# Your instructions
Copy out, unchanged, every line from the start of the records to the line that contains "bounded by the", and stop there.
*** Opening Input ***
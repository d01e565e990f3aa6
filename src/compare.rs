//! This module builds a cross-sample presence table from per-sample sketch files.
//!
//! It works in two passes over the sketch files:
//! - Pass 1 counts in how many samples each fingerprint occurs and keeps those that
//!   occur in at least `min_count` samples (the whitelist).
//! - Pass 2 re-reads every sketch and marks the samples in which each whitelisted
//!   fingerprint is present.
//!
//! Only whitelisted fingerprints get a presence vector, so memory is bounded by the
//! number of recurring fingerprints rather than by the size of the corpus.

use std::collections::BTreeMap;
use std::io::Write;
use std::path::{Path, PathBuf};

use anyhow::{bail, ensure, Context, Result};
use log::info;
use num_format::{Locale, ToFormattedString};
use rayon::iter::{IntoParallelRefIterator, ParallelIterator};
use rustc_hash::FxHashMap;

use crate::hashing::Fingerprint;
use crate::presence_sketch::BitArray;
use crate::progress::{progress_bar_msg, to_millions};
use crate::sketch_params::SketchParams;
use crate::sketch_store::{read_sketch, Sketch};

/// Name of the comparison output file.
pub const PRESENCE_TABLE_FILE: &str = "kmers.json";

/// Presence of whitelisted fingerprints across samples.
#[derive(Clone, Debug, PartialEq)]
pub struct PresenceTable {
    names: Vec<String>,
    rows: BTreeMap<Fingerprint, Vec<u8>>,
}

impl PresenceTable {
    /// Sample names, in the order of the presence vectors.
    pub fn names(&self) -> &[String] {
        &self.names
    }

    pub fn rows(&self) -> &BTreeMap<Fingerprint, Vec<u8>> {
        &self.rows
    }

    /// Presence vector of a fingerprint, if whitelisted.
    pub fn get(&self, fingerprint: Fingerprint) -> Option<&[u8]> {
        self.rows.get(&fingerprint).map(Vec::as_slice)
    }

    pub fn len(&self) -> usize {
        self.rows.len()
    }

    pub fn is_empty(&self) -> bool {
        self.rows.is_empty()
    }

    /// Write as JSON lines: the sample names, then `[fingerprint, [0/1, ...]]` per row.
    pub fn write_json_lines<W: Write>(&self, mut writer: W) -> Result<()> {
        serde_json::to_writer(&mut writer, &self.names)?;
        writeln!(writer)?;

        for (fingerprint, presence) in &self.rows {
            serde_json::to_writer(&mut writer, &(fingerprint, presence))?;
            writeln!(writer)?;
        }

        writer.flush()?;
        Ok(())
    }
}

/// Build the presence table of fingerprints found in at least `min_count` samples.
///
/// Sketch files are read `chunk_size` at a time in parallel, but always merged in
/// sample order.
pub fn compare(samples: &[(String, PathBuf)], min_count: u16, chunk_size: usize) -> Result<PresenceTable> {
    ensure!(!samples.is_empty(), "No sketches to compare");
    ensure!(min_count >= 2, "Minimum sample count must be at least 2");
    let chunk_size = chunk_size.max(1);

    info!("Building whitelist from {} sketches.", samples.len());
    let (mut rows, fingerprint_counts) = build_whitelist(samples, min_count, chunk_size)?;
    info!(
        "Whitelisted {} fingerprints present in >= {} samples.",
        rows.len().to_formatted_string(&Locale::en),
        min_count
    );

    info!("Collecting presence of whitelisted fingerprints.");
    collect_presence(samples, chunk_size, &fingerprint_counts, &mut rows)?;

    Ok(PresenceTable {
        names: samples.iter().map(|(name, _)| name.clone()).collect(),
        rows: rows.into_iter().collect(),
    })
}

/// Pass 1: whitelist fingerprints occurring in at least `min_count` samples.
///
/// Returns an empty presence vector per whitelisted fingerprint along with the number
/// of fingerprints in each sketch.
fn build_whitelist(
    samples: &[(String, PathBuf)],
    min_count: u16,
    chunk_size: usize,
) -> Result<(FxHashMap<Fingerprint, Vec<u8>>, Vec<usize>)> {
    // first sighting sets a bit, later sightings are counted
    let mut reference: Option<(SketchParams, BitArray)> = None;
    let mut repeats: FxHashMap<Fingerprint, u16> = FxHashMap::default();
    let mut fingerprint_counts = Vec::with_capacity(samples.len());

    let progress_bar = progress_bar_msg(samples.len() as u64);
    progress_bar.set_prefix("count");
    for_each_sketch(samples, chunk_size, |sample_idx, sketch| {
        let params = sketch.header.params();
        let (ref_params, seen) = reference.get_or_insert_with(|| {
            (params.clone(), BitArray::new(params.fingerprint_bits()))
        });
        ref_params
            .check_compatibility(params)
            .context(format!("Sketch of sample '{}' is incompatible", samples[sample_idx].0))?;

        for &fingerprint in &sketch.fingerprints {
            if seen.get(fingerprint) {
                let count = repeats.entry(fingerprint).or_insert(0);
                *count = count.saturating_add(1);
            } else {
                seen.set(fingerprint);
            }
        }
        fingerprint_counts.push(sketch.fingerprints.len());

        progress_bar.inc(1);
        progress_bar.set_message(format!(
            "{} seen, {} recurring",
            to_millions(seen.count_ones()),
            to_millions(repeats.len() as u64)
        ));
        Ok(())
    })?;
    progress_bar.finish();

    if let Some((_, seen)) = &reference {
        info!(
            "Sketches contain {} distinct fingerprints.",
            seen.count_ones().to_formatted_string(&Locale::en)
        );
    }

    let num_samples = samples.len();
    let rows = repeats
        .into_iter()
        .filter(|&(_, count)| count >= min_count - 1)
        .map(|(fingerprint, _)| (fingerprint, vec![0u8; num_samples]))
        .collect();

    Ok((rows, fingerprint_counts))
}

/// Pass 2: mark the samples in which each whitelisted fingerprint is present.
///
/// Fails if a sketch no longer holds the number of fingerprints counted in pass 1.
fn collect_presence(
    samples: &[(String, PathBuf)],
    chunk_size: usize,
    fingerprint_counts: &[usize],
    rows: &mut FxHashMap<Fingerprint, Vec<u8>>,
) -> Result<()> {
    let progress_bar = progress_bar_msg(samples.len() as u64);
    progress_bar.set_prefix("collect");
    for_each_sketch(samples, chunk_size, |sample_idx, sketch| {
        if sketch.fingerprints.len() != fingerprint_counts[sample_idx] {
            bail!(
                "Sketch of sample '{}' changed between passes ({} vs {} fingerprints)",
                samples[sample_idx].0,
                fingerprint_counts[sample_idx],
                sketch.fingerprints.len()
            );
        }

        for fingerprint in &sketch.fingerprints {
            if let Some(row) = rows.get_mut(fingerprint) {
                row[sample_idx] = 1;
            }
        }

        progress_bar.inc(1);
        Ok(())
    })?;
    progress_bar.finish();

    Ok(())
}

/// Read sketches in sample order and hand each to `f` with its sample index.
fn for_each_sketch<F>(samples: &[(String, PathBuf)], chunk_size: usize, mut f: F) -> Result<()>
where
    F: FnMut(usize, Sketch) -> Result<()>,
{
    for (chunk_idx, chunk) in samples.chunks(chunk_size).enumerate() {
        let sketches = chunk
            .par_iter()
            .map(|(_, path)| read_sketch(path))
            .collect::<Result<Vec<Sketch>>>()?;

        for (offset, sketch) in sketches.into_iter().enumerate() {
            f(chunk_idx * chunk_size + offset, sketch)?;
        }
    }

    Ok(())
}

/// Compare sketches and write the presence table to `<out_dir>/kmers.json`.
pub fn compare_to_file(
    samples: &[(String, PathBuf)],
    min_count: u16,
    chunk_size: usize,
    out_dir: &Path,
) -> Result<PresenceTable> {
    let table = compare(samples, min_count, chunk_size)?;

    let out_file = out_dir.join(PRESENCE_TABLE_FILE);
    info!("Writing presence table to {}.", out_file.display());
    let file = std::fs::File::create(&out_file)
        .context(format!("Failed to create {}", out_file.display()))?;
    table.write_json_lines(std::io::BufWriter::new(file))?;

    Ok(table)
}

#[cfg(test)]
mod tests {
    use super::*;
    use tempfile::{tempdir, TempDir};

    use crate::sketch_store::{write_sketch, SketchHeader};

    fn test_params() -> SketchParams {
        SketchParams::default().with_fingerprint_bits(16)
    }

    fn write_sketches(
        sets: &[&[Fingerprint]],
        params: &SketchParams,
        dir: &TempDir,
    ) -> Vec<(String, PathBuf)> {
        sets.iter()
            .enumerate()
            .map(|(idx, fingerprints)| {
                let name = format!("sample{}", idx + 1);
                let path = dir.path().join(format!("{name}.kmers"));
                let header = SketchHeader::new(&name, params, 0, 0);
                write_sketch(&path, &header, fingerprints).unwrap();
                (name, path)
            })
            .collect()
    }

    #[test]
    fn test_two_samples() {
        let dir = tempdir().unwrap();
        let samples = write_sketches(&[&[5, 9, 20], &[9, 20, 31]], &test_params(), &dir);

        let table = compare(&samples, 2, 1).unwrap();

        assert_eq!(table.names(), &["sample1".to_string(), "sample2".to_string()]);
        assert_eq!(table.len(), 2);
        assert_eq!(table.get(9), Some(&[1u8, 1][..]));
        assert_eq!(table.get(20), Some(&[1u8, 1][..]));
        assert_eq!(table.get(5), None);
        assert_eq!(table.get(31), None);
    }

    #[test]
    fn test_whitelist_threshold() {
        let dir = tempdir().unwrap();
        let sets: [&[Fingerprint]; 4] = [&[1, 2, 3, 4], &[2, 3, 4], &[3, 4, 100], &[4, 100, 65535]];
        let samples = write_sketches(&sets, &test_params(), &dir);

        for chunk_size in [1, 3, 8] {
            let table = compare(&samples, 3, chunk_size).unwrap();
            let whitelisted: Vec<Fingerprint> = table.rows().keys().copied().collect();
            assert_eq!(whitelisted, vec![3, 4]);
            assert_eq!(table.get(3), Some(&[1u8, 1, 1, 0][..]));
            assert_eq!(table.get(4), Some(&[1u8, 1, 1, 1][..]));
        }

        let table = compare(&samples, 2, 2).unwrap();
        let whitelisted: Vec<Fingerprint> = table.rows().keys().copied().collect();
        assert_eq!(whitelisted, vec![2, 3, 4, 100]);
        assert_eq!(table.get(100), Some(&[0u8, 0, 1, 1][..]));

        let table = compare(&samples, 5, 2).unwrap();
        assert!(table.is_empty());
    }

    #[test]
    fn test_incompatible_sketches() {
        let dir = tempdir().unwrap();
        let mut samples = write_sketches(&[&[1, 2]], &test_params(), &dir);
        let other = tempdir().unwrap();
        samples.extend(write_sketches(&[&[1, 2]], &test_params().with_ratio(1), &other));

        assert!(compare(&samples, 2, 1).is_err());
    }

    #[test]
    fn test_invalid_inputs() {
        let dir = tempdir().unwrap();
        assert!(compare(&[], 2, 1).is_err());

        let samples = write_sketches(&[&[1], &[1]], &test_params(), &dir);
        assert!(compare(&samples, 1, 1).is_err());

        let missing = vec![("gone".to_string(), dir.path().join("gone.kmers"))];
        assert!(compare(&missing, 2, 1).is_err());
    }

    #[test]
    fn test_sketch_changed_between_passes() {
        let dir = tempdir().unwrap();
        let samples = write_sketches(&[&[5, 9, 20], &[9, 20, 31]], &test_params(), &dir);

        let (mut rows, counts) = build_whitelist(&samples, 2, 1).unwrap();
        assert_eq!(counts, vec![3, 3]);

        // sample2 rewritten after the whitelist was built
        let header = SketchHeader::new("sample2", &test_params(), 0, 0);
        write_sketch(&samples[1].1, &header, &[9, 20]).unwrap();

        let err = collect_presence(&samples, 1, &counts, &mut rows).unwrap_err();
        let msg = err.to_string();
        assert!(msg.contains("'sample2'"), "{msg}");
        assert!(msg.contains("3 vs 2"), "{msg}");
    }

    #[test]
    fn test_fingerprint_outside_universe() {
        let dir = tempdir().unwrap();
        let samples = write_sketches(&[&[5, 9], &[5, 70000]], &test_params(), &dir);

        let err = compare(&samples, 2, 1).unwrap_err();
        assert!(format!("{err:#}").contains("exceeds 16-bit universe"), "{err:#}");
    }

    #[test]
    fn test_json_lines_output() {
        let dir = tempdir().unwrap();
        let samples = write_sketches(&[&[5, 9, 20], &[9, 20, 31], &[20]], &test_params(), &dir);

        let out_dir = tempdir().unwrap();
        compare_to_file(&samples, 2, 2, out_dir.path()).unwrap();

        let contents = std::fs::read_to_string(out_dir.path().join(PRESENCE_TABLE_FILE)).unwrap();
        let lines: Vec<&str> = contents.lines().collect();
        assert_eq!(
            lines,
            vec![
                r#"["sample1","sample2","sample3"]"#,
                "[9,[1,1,0]]",
                "[20,[1,1,1]]",
            ]
        );

        let names: Vec<String> = serde_json::from_str(lines[0]).unwrap();
        assert_eq!(names.len(), 3);
        let (fingerprint, presence): (Fingerprint, Vec<u8>) = serde_json::from_str(lines[2]).unwrap();
        assert_eq!(fingerprint, 20);
        assert_eq!(presence, vec![1, 1, 1]);
    }

    #[test]
    fn test_reads_to_presence_table() {
        use crate::hashing::KmerFilter;
        use crate::sample_sketch::sketch_samples;

        let read_dir = tempdir().unwrap();
        let sketch_dir = tempdir().unwrap();

        let shared = ">r1\nACGTACGTAC\n>r2\nACGTACGTAC\n";
        let private = ">r1\nGATTACAGAT\n>r2\nGATTACAGAT\n";
        let mut read_samples = Vec::new();
        for (name, contents) in [("gut_a", shared), ("gut_b", shared), ("soil", private)] {
            let path = read_dir.path().join(format!("{name}.fa"));
            std::fs::write(&path, contents).unwrap();
            read_samples.push((name.to_string(), vec![path]));
        }

        let params = SketchParams::default()
            .with_kmer_length(5)
            .with_ratio(1)
            .with_fingerprint_bits(20);
        let sketch_files = sketch_samples(&read_samples, &params, sketch_dir.path()).unwrap();
        let samples: Vec<(String, PathBuf)> = read_samples
            .iter()
            .map(|(name, _)| name.clone())
            .zip(sketch_files)
            .collect();

        let out_dir = tempdir().unwrap();
        let table = compare_to_file(&samples, 2, 2, out_dir.path()).unwrap();

        let filter = KmerFilter::new(&params);
        let mut expected: Vec<Fingerprint> = filter.fingerprints(b"ACGTACGTAC").collect();
        expected.sort_unstable();
        expected.dedup();
        let private_fps: Vec<Fingerprint> = filter.fingerprints(b"GATTACAGAT").collect();

        assert_eq!(table.rows().keys().copied().collect::<Vec<_>>(), expected);
        for fingerprint in &expected {
            let soil = u8::from(private_fps.contains(fingerprint));
            assert_eq!(table.get(*fingerprint), Some(&[1u8, 1, soil][..]));
        }

        let contents = std::fs::read_to_string(out_dir.path().join(PRESENCE_TABLE_FILE)).unwrap();
        let lines: Vec<&str> = contents.lines().collect();
        assert_eq!(lines[0], r#"["gut_a","gut_b","soil"]"#);
        assert_eq!(lines.len(), expected.len() + 1);
    }
}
*** Closing Input ***
# Solution for this problem
repository d01e565e990f3aa6
filename src/compare.rs
//! This module builds a cross-sample presence table from per-sample sketch files.
//!
//! It works in two passes over the sketch files:
//! - Pass 1 counts in how many samples each fingerprint occurs and keeps those that
//!   occur in at least `min_count` samples (the whitelist).
//! - Pass 2 re-reads every sketch and marks the samples in which each whitelisted
//!   fingerprint is present.
//!
//! Only whitelisted fingerprints get a presence vector, so memory is bounded by the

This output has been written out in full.